**Problem to work on**
Could you restate the entries below word for word?

Stored data:
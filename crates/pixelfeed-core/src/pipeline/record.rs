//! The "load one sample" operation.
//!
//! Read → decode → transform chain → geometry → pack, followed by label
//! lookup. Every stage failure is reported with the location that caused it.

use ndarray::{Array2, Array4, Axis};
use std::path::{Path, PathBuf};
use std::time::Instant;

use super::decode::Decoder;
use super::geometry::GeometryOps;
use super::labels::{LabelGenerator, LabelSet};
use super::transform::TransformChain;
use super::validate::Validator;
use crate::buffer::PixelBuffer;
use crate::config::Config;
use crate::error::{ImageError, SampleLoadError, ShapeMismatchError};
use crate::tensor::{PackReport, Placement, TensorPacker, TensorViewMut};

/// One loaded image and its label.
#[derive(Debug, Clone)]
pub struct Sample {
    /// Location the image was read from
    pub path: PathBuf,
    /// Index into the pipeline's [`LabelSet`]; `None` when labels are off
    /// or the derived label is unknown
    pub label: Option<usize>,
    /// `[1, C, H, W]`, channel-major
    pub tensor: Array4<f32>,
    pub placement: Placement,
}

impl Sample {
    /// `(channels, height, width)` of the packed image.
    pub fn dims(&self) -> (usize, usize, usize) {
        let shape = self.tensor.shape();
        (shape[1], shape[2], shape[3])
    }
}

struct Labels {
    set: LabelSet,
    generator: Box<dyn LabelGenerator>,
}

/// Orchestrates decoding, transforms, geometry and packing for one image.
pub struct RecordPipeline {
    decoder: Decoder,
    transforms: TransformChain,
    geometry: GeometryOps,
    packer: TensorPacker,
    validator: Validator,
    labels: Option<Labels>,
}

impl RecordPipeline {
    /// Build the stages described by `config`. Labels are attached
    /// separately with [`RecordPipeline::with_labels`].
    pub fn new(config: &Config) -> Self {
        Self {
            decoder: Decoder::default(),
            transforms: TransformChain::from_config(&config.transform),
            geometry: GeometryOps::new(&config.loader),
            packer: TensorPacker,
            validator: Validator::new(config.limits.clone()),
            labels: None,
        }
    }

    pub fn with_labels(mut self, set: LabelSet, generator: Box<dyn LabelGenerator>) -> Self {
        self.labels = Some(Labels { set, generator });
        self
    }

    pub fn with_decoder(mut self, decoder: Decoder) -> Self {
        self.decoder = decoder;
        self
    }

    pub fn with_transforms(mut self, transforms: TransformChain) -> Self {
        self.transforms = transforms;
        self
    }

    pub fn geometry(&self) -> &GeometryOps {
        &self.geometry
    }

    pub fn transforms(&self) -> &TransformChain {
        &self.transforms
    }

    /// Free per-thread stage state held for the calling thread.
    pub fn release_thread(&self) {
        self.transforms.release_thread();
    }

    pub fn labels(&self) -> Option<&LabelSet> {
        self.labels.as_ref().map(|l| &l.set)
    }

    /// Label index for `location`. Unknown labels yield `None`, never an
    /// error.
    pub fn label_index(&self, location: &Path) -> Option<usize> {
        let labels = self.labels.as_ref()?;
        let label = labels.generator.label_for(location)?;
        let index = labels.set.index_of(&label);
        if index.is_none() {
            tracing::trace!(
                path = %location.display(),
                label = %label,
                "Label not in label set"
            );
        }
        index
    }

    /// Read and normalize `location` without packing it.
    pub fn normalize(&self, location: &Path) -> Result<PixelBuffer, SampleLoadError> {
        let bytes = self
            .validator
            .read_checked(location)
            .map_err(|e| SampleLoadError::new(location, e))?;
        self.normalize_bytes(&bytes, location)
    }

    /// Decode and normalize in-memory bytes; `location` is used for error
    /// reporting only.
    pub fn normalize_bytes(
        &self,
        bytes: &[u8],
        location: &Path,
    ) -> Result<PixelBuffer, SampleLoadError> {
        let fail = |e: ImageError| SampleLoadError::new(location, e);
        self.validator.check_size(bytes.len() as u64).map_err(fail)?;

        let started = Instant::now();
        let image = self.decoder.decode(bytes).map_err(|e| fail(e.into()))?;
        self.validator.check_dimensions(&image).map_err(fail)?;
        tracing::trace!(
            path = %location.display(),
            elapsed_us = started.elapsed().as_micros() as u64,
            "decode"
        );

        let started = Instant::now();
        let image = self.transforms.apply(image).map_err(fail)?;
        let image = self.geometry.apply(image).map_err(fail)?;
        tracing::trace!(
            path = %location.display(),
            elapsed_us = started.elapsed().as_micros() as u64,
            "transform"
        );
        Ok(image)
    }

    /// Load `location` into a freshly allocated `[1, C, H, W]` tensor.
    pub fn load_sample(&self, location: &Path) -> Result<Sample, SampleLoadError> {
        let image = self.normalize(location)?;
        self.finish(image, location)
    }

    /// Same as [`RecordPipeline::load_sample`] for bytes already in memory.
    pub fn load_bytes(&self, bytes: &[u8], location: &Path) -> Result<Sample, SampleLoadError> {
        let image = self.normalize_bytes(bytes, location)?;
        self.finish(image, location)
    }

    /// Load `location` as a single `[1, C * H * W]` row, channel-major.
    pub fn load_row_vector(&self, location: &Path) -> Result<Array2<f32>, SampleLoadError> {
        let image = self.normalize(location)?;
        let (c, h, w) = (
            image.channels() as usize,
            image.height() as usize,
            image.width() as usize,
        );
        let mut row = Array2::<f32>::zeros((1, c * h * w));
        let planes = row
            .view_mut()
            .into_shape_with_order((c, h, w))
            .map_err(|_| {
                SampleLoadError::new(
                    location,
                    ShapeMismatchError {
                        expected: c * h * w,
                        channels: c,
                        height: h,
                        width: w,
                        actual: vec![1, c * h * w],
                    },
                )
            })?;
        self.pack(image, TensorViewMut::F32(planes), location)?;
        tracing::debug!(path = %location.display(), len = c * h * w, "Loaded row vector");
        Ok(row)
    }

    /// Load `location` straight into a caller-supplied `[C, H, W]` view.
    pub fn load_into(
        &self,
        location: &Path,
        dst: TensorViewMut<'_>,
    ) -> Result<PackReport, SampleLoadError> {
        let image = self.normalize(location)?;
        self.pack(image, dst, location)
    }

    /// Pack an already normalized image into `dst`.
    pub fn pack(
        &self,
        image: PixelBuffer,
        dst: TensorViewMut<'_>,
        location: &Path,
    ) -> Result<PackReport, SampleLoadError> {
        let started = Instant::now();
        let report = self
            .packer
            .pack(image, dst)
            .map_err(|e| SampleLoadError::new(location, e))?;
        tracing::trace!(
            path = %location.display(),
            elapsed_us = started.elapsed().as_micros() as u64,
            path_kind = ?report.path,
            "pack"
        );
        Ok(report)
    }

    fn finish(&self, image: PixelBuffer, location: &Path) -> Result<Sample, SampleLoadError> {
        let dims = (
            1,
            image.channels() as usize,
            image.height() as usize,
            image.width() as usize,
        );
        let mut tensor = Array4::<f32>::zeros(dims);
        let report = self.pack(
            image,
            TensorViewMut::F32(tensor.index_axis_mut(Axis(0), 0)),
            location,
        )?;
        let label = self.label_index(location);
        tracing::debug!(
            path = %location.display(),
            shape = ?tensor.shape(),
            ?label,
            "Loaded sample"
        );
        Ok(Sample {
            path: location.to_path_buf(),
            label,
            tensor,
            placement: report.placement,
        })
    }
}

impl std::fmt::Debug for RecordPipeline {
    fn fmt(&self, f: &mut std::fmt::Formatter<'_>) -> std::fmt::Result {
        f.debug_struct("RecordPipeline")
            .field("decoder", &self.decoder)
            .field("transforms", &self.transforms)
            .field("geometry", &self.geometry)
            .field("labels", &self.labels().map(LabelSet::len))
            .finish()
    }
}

**Exercise answer**
filename crates/pixelfeed-core/src/pipeline/record.rs
//! The "load one sample" operation.
//!
//! Read → decode → transform chain → geometry → pack, followed by label
//! lookup. Every stage failure is reported with the location that caused it.

use ndarray::{Array2, Array4, Axis};
use std::path::{Path, PathBuf};
use std::time::Instant;

use super::decode::Decoder;
use super::geometry::GeometryOps;
use super::labels::{LabelGenerator, LabelSet};
use super::transform::TransformChain;
use super::validate::Validator;
use crate::buffer::PixelBuffer;
use crate::config::Config;
use crate::error::{ImageError, SampleLoadError, ShapeMismatchError};
use crate::tensor::{PackReport, Placement, TensorPacker, TensorViewMut};

/// One loaded image and its label.
#[derive(Debug, Clone)]
pub struct Sample {
    /// Location the image was read from
    pub path: PathBuf,
    /// Index into the pipeline's [`LabelSet`]; `None` when labels are off
    /// or the derived label is unknown
    pub label: Option<usize>,
    /// `[1, C, H, W]`, channel-major
    pub tensor: Array4<f32>,
    pub placement: Placement,
}

impl Sample {
    /// `(channels, height, width)` of the packed image.
    pub fn dims(&self) -> (usize, usize, usize) {
        let shape = self.tensor.shape();
        (shape[1], shape[2], shape[3])
    }
}

struct Labels {
    set: LabelSet,
    generator: Box<dyn LabelGenerator>,
}

/// Orchestrates decoding, transforms, geometry and packing for one image.
pub struct RecordPipeline {
    decoder: Decoder,
    transforms: TransformChain,
    geometry: GeometryOps,
    packer: TensorPacker,
    validator: Validator,
    labels: Option<Labels>,
}

impl RecordPipeline {
    /// Build the stages described by `config`. Labels are attached
    /// separately with [`RecordPipeline::with_labels`].
    pub fn new(config: &Config) -> Self {
        Self {
            decoder: Decoder::default(),
            transforms: TransformChain::from_config(&config.transform),
            geometry: GeometryOps::new(&config.loader),
            packer: TensorPacker,
            validator: Validator::new(config.limits.clone()),
            labels: None,
        }
    }

    pub fn with_labels(mut self, set: LabelSet, generator: Box<dyn LabelGenerator>) -> Self {
        self.labels = Some(Labels { set, generator });
        self
    }

    pub fn with_decoder(mut self, decoder: Decoder) -> Self {
        self.decoder = decoder;
        self
    }

    pub fn with_transforms(mut self, transforms: TransformChain) -> Self {
        self.transforms = transforms;
        self
    }

    pub fn geometry(&self) -> &GeometryOps {
        &self.geometry
    }

    pub fn transforms(&self) -> &TransformChain {
        &self.transforms
    }

    /// Free per-thread stage state held for the calling thread.
    pub fn release_thread(&self) {
        self.transforms.release_thread();
    }

    pub fn labels(&self) -> Option<&LabelSet> {
        self.labels.as_ref().map(|l| &l.set)
    }

    /// Label index for `location`. Unknown labels yield `None`, never an
    /// error.
    pub fn label_index(&self, location: &Path) -> Option<usize> {
        let labels = self.labels.as_ref()?;
        let label = labels.generator.label_for(location)?;
        let index = labels.set.index_of(&label);
        if index.is_none() {
            tracing::trace!(
                path = %location.display(),
                label = %label,
                "Label not in label set"
            );
        }
        index
    }

    /// Read and normalize `location` without packing it.
    pub fn normalize(&self, location: &Path) -> Result<PixelBuffer, SampleLoadError> {
        let bytes = self
            .validator
            .read_checked(location)
            .map_err(|e| SampleLoadError::new(location, e))?;
        self.normalize_bytes(&bytes, location)
    }

    /// Decode and normalize in-memory bytes; `location` is used for error
    /// reporting only.
    pub fn normalize_bytes(
        &self,
        bytes: &[u8],
        location: &Path,
    ) -> Result<PixelBuffer, SampleLoadError> {
        let fail = |e: ImageError| SampleLoadError::new(location, e);
        self.validator.check_size(bytes.len() as u64).map_err(fail)?;

        let started = Instant::now();
        let image = self.decoder.decode(bytes).map_err(|e| fail(e.into()))?;
        self.validator.check_dimensions(&image).map_err(fail)?;
        tracing::trace!(
            path = %location.display(),
            elapsed_us = started.elapsed().as_micros() as u64,
            "decode"
        );

        let started = Instant::now();
        let image = self.transforms.apply(image).map_err(fail)?;
        let image = self.geometry.apply(image).map_err(fail)?;
        tracing::trace!(
            path = %location.display(),
            elapsed_us = started.elapsed().as_micros() as u64,
            "transform"
        );
        Ok(image)
    }

    /// Load `location` into a freshly allocated `[1, C, H, W]` tensor.
    pub fn load_sample(&self, location: &Path) -> Result<Sample, SampleLoadError> {
        let image = self.normalize(location)?;
        self.finish(image, location)
    }

    /// Same as [`RecordPipeline::load_sample`] for bytes already in memory.
    pub fn load_bytes(&self, bytes: &[u8], location: &Path) -> Result<Sample, SampleLoadError> {
        let image = self.normalize_bytes(bytes, location)?;
        self.finish(image, location)
    }

    /// Load `location` as a single `[1, C * H * W]` row, channel-major.
    pub fn load_row_vector(&self, location: &Path) -> Result<Array2<f32>, SampleLoadError> {
        let image = self.normalize(location)?;
        let (c, h, w) = (
            image.channels() as usize,
            image.height() as usize,
            image.width() as usize,
        );
        let mut row = Array2::<f32>::zeros((1, c * h * w));
        let planes = row
            .view_mut()
            .into_shape_with_order((c, h, w))
            .map_err(|_| {
                SampleLoadError::new(
                    location,
                    ShapeMismatchError {
                        expected: c * h * w,
                        channels: c,
                        height: h,
                        width: w,
                        actual: vec![1, c * h * w],
                    },
                )
            })?;
        self.pack(image, TensorViewMut::F32(planes), location)?;
        tracing::debug!(path = %location.display(), len = c * h * w, "Loaded row vector");
        Ok(row)
    }

    /// Load `location` straight into a caller-supplied `[C, H, W]` view.
    pub fn load_into(
        &self,
        location: &Path,
        dst: TensorViewMut<'_>,
    ) -> Result<PackReport, SampleLoadError> {
        let image = self.normalize(location)?;
        self.pack(image, dst, location)
    }

    /// Pack an already normalized image into `dst`.
    pub fn pack(
        &self,
        image: PixelBuffer,
        dst: TensorViewMut<'_>,
        location: &Path,
    ) -> Result<PackReport, SampleLoadError> {
        let started = Instant::now();
        let report = self
            .packer
            .pack(image, dst)
            .map_err(|e| SampleLoadError::new(location, e))?;
        tracing::trace!(
            path = %location.display(),
            elapsed_us = started.elapsed().as_micros() as u64,
            path_kind = ?report.path,
            "pack"
        );
        Ok(report)
    }

    fn finish(&self, image: PixelBuffer, location: &Path) -> Result<Sample, SampleLoadError> {
        let dims = (
            1,
            image.channels() as usize,
            image.height() as usize,
            image.width() as usize,
        );
        let mut tensor = Array4::<f32>::zeros(dims);
        let report = self.pack(
            image,
            TensorViewMut::F32(tensor.index_axis_mut(Axis(0), 0)),
            location,
        )?;
        let label = self.label_index(location);
        tracing::debug!(
            path = %location.display(),
            shape = ?tensor.shape(),
            ?label,
            "Loaded sample"
        );
        Ok(Sample {
            path: location.to_path_buf(),
            label,
            tensor,
            placement: report.placement,
        })
    }
}

impl std::fmt::Debug for RecordPipeline {
    fn fmt(&self, f: &mut std::fmt::Formatter<'_>) -> std::fmt::Result {
        f.debug_struct("RecordPipeline")
            .field("decoder", &self.decoder)
            .field("transforms", &self.transforms)
            .field("geometry", &self.geometry)
            .field("labels", &self.labels().map(LabelSet::len))
            .finish()
    }
}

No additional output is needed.